Taking the Fight to Harvard

A Harvard School of Education article decries the misuse of standardized testing, but ignores the fact that Harvard is a prime motivator of the AP exam craze.

I’d like to call the an article published by the Harvard Graduate School of Education (GSE) entitled “When Testing Takes Over” to your attention.  It is very well-written and makes excellent points.

Unfortunately, this is a case of the pot calling the kettle black in some respects, so I sent the following e-mail to the Harvard GSE this morning (11/6/2017):

Dear Dr. Walsh:
I do not use Facebook so I could not comment on your standardized testing article directly.
I am in complete agreement with the points that you make in the article, but would like to note an omission which I would hope you would address since this is an area where Harvard and Yale have outsized influence:  AP testing.
AP testing in my opinion has become a money-making opportunity for the College Board and helps the Ivy League sort out the thousands of applications that they receive, but in my experience as a former research scientist, corporate manager, teacher, and (in retirement) private math/science tutor, it does a lot of harm to children who are not at the very top.
For example, despite the fact that the AP Physics 1 exam requires a score of only *36%* to get a 3, in the recent past about 61% of the test takers did not meet this very low bar!!!  The math and physics curricula covers far too much material far too quickly, and many test problems are designed to trap students who are not extremely careful.  Please see my blog articles:
and
This makes the test excellent vehicles for “spreading out the curve” and allowing top schools to see through high school grade inflation, but leads to a rushed, sub-par, and off-putting “teaching to the test” educational experience for many students.
Harvard, Yale and the other top schools could go a long way towards fixing this problem if, e.g., they agreed to a cap on the number of AP classes that applicants are allowed to take each year.
You might have other and better ideas on how to address this issue which I would be delighted to hear.
Sincerely,
Dr. David Kristofferson
Admittedly, capping the number of AP courses that a student can take each semester is probably not going to be implemented.  Too many parents of “high-achieving” students will complain, and not enough parents from the “second tier” will speak up.  My hope is that someone can come up with a creative way out of this morass.
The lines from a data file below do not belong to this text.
//! RegistryClient - Camera Registry API Adapter
//!
//! ## Responsibilities
//!
//! - Camera CRUD against the registry backend
//! - Playback URL provisioning calls (single + bulk)
//! - Response envelope tolerance (`items` wrapping)

use crate::camera_directory::types::{CameraRecord, CreateCameraRequest, UpdateCameraRequest};
use crate::error::{Error, Result};
use serde_json::json;
use std::time::Duration;

/// Default request timeout
const DEFAULT_TIMEOUT_SECS: u64 = 15;

/// Operations the provisioning and directory layers need from the registry.
///
/// Split out as a trait so orchestration logic can be driven against an
/// in-memory backend in tests.
#[allow(async_fn_in_trait)]
pub trait RegistryApi {
    async fn list_cameras(&self) -> Result<Vec<CameraRecord>>;
    async fn get_camera(&self, camera_id: &str) -> Result<CameraRecord>;
    async fn create_camera(&self, req: &CreateCameraRequest) -> Result<CameraRecord>;
    async fn update_camera(&self, camera_id: &str, req: &UpdateCameraRequest)
        -> Result<CameraRecord>;
    async fn delete_camera(&self, camera_id: &str) -> Result<()>;

    /// Single-camera provisioning call. The response shape is not fixed;
    /// callers normalize it with [`crate::provisioning::merge`].
    async fn generate_playback(&self, source_url: &str) -> Result<serde_json::Value>;

    /// Batched provisioning call for many source URLs at once.
    async fn generate_playback_bulk(&self, source_urls: &[String]) -> Result<serde_json::Value>;
}

/// RegistryClient instance
pub struct RegistryClient {
    client: reqwest::Client,
    base_url: String,
}

impl RegistryClient {
    /// Create new RegistryClient
    pub fn new(base_url: &str) -> Self {
        Self::with_timeout(base_url, Duration::from_secs(DEFAULT_TIMEOUT_SECS))
    }

    /// Create new RegistryClient with custom timeout
    pub fn with_timeout(base_url: &str, timeout: Duration) -> Self {
        let client = reqwest::Client::builder()
            .timeout(timeout)
            .build()
            .expect("Failed to create HTTP client");

        Self {
            client,
            base_url: base_url.trim_end_matches('/').to_string(),
        }
    }

    /// Get base URL
    pub fn base_url(&self) -> &str {
        &self.base_url
    }

    /// Turn a non-2xx response into an API error, preferring the
    /// backend's `detail`/`message` text when the body is JSON.
    async fn api_error(resp: reqwest::Response) -> Error {
        let status = resp.status();
        let body: Option<serde_json::Value> = resp.json().await.ok();
        let message = body
            .as_ref()
            .and_then(|v| {
                v.get("detail")
                    .or_else(|| v.get("message"))
                    .and_then(|m| m.as_str())
                    .map(String::from)
            })
            .unwrap_or_else(|| format!("HTTP {}", status));

        match status.as_u16() {
            404 => Error::NotFound(message),
            400 | 422 => Error::Validation(message),
            401 | 403 => Error::Unauthorized(message),
            409 => Error::Conflict(message),
            _ => Error::Api(message),
        }
    }

    /// Unwrap a camera list payload, tolerating an `items` envelope
    fn unwrap_camera_list(payload: serde_json::Value) -> Result<Vec<CameraRecord>> {
        let items = match payload {
            serde_json::Value::Array(arr) => serde_json::Value::Array(arr),
            serde_json::Value::Object(mut obj) => obj
                .remove("items")
                .ok_or_else(|| Error::Parse("camera list missing items array".to_string()))?,
            other => {
                return Err(Error::Parse(format!(
                    "unexpected camera list payload: {}",
                    other
                )))
            }
        };
        Ok(serde_json::from_value(items)?)
    }
}

impl RegistryApi for RegistryClient {
    async fn list_cameras(&self) -> Result<Vec<CameraRecord>> {
        let url = format!("{}/api/cameras", self.base_url);
        let resp = self.client.get(&url).send().await?;

        if !resp.status().is_success() {
            return Err(Self::api_error(resp).await);
        }

        let payload: serde_json::Value = resp.json().await?;
        Self::unwrap_camera_list(payload)
    }

    async fn get_camera(&self, camera_id: &str) -> Result<CameraRecord> {
        let url = format!(
            "{}/api/cameras/{}",
            self.base_url,
            urlencoding::encode(camera_id)
        );
        let resp = self.client.get(&url).send().await?;

        if !resp.status().is_success() {
            return Err(Self::api_error(resp).await);
        }

        Ok(resp.json().await?)
    }

    async fn create_camera(&self, req: &CreateCameraRequest) -> Result<CameraRecord> {
        let url = format!("{}/api/cameras", self.base_url);
        let resp = self.client.post(&url).json(req).send().await?;

        if !resp.status().is_success() {
            return Err(Self::api_error(resp).await);
        }

        Ok(resp.json().await?)
    }

    async fn update_camera(
        &self,
        camera_id: &str,
        req: &UpdateCameraRequest,
    ) -> Result<CameraRecord> {
        let url = format!(
            "{}/api/cameras/{}",
            self.base_url,
            urlencoding::encode(camera_id)
        );
        let resp = self.client.put(&url).json(req).send().await?;

        if !resp.status().is_success() {
            return Err(Self::api_error(resp).await);
        }

        Ok(resp.json().await?)
    }

    async fn delete_camera(&self, camera_id: &str) -> Result<()> {
        let url = format!(
            "{}/api/cameras/{}",
            self.base_url,
            urlencoding::encode(camera_id)
        );
        let resp = self.client.delete(&url).send().await?;

        if !resp.status().is_success() {
            return Err(Self::api_error(resp).await);
        }

        tracing::debug!(camera_id = %camera_id, "Camera deleted in registry");
        Ok(())
    }

    async fn generate_playback(&self, source_url: &str) -> Result<serde_json::Value> {
        let url = format!("{}/api/cameras/generate-hls", self.base_url);
        let resp = self
            .client
            .post(&url)
            .json(&json!({ "rtsp_url": source_url }))
            .send()
            .await?;

        if !resp.status().is_success() {
            return Err(Self::api_error(resp).await);
        }

        Ok(resp.json().await?)
    }

    async fn generate_playback_bulk(&self, source_urls: &[String]) -> Result<serde_json::Value> {
        let url = format!("{}/api/generate-hls-bulk", self.base_url);
        let resp = self
            .client
            .post(&url)
            .json(&json!({ "rtsp_urls": source_urls }))
            .send()
            .await?;

        if !resp.status().is_success() {
            return Err(Self::api_error(resp).await);
        }

        Ok(resp.json().await?)
    }
}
Author: David Kristofferson

Retired Ph.D. scientist, teacher (after retiring from industry, taught in private and public high schools and then worked a decade in my own private tutoring business), bioinformatician (managed both the NIH-funded GenBank National Nucleic Acid Sequence Databank and the BIONET National Computer Resource for Molecular Biology), IT director at Eos and Raven Biotechnologies, software product manager, AAAS Fellow, avid cyclist, and backpacker!

2 thoughts on “Taking the Fight to Harvard”

  1. I commend you for taking this Action. I would be very interested to hear if, when and what he responds.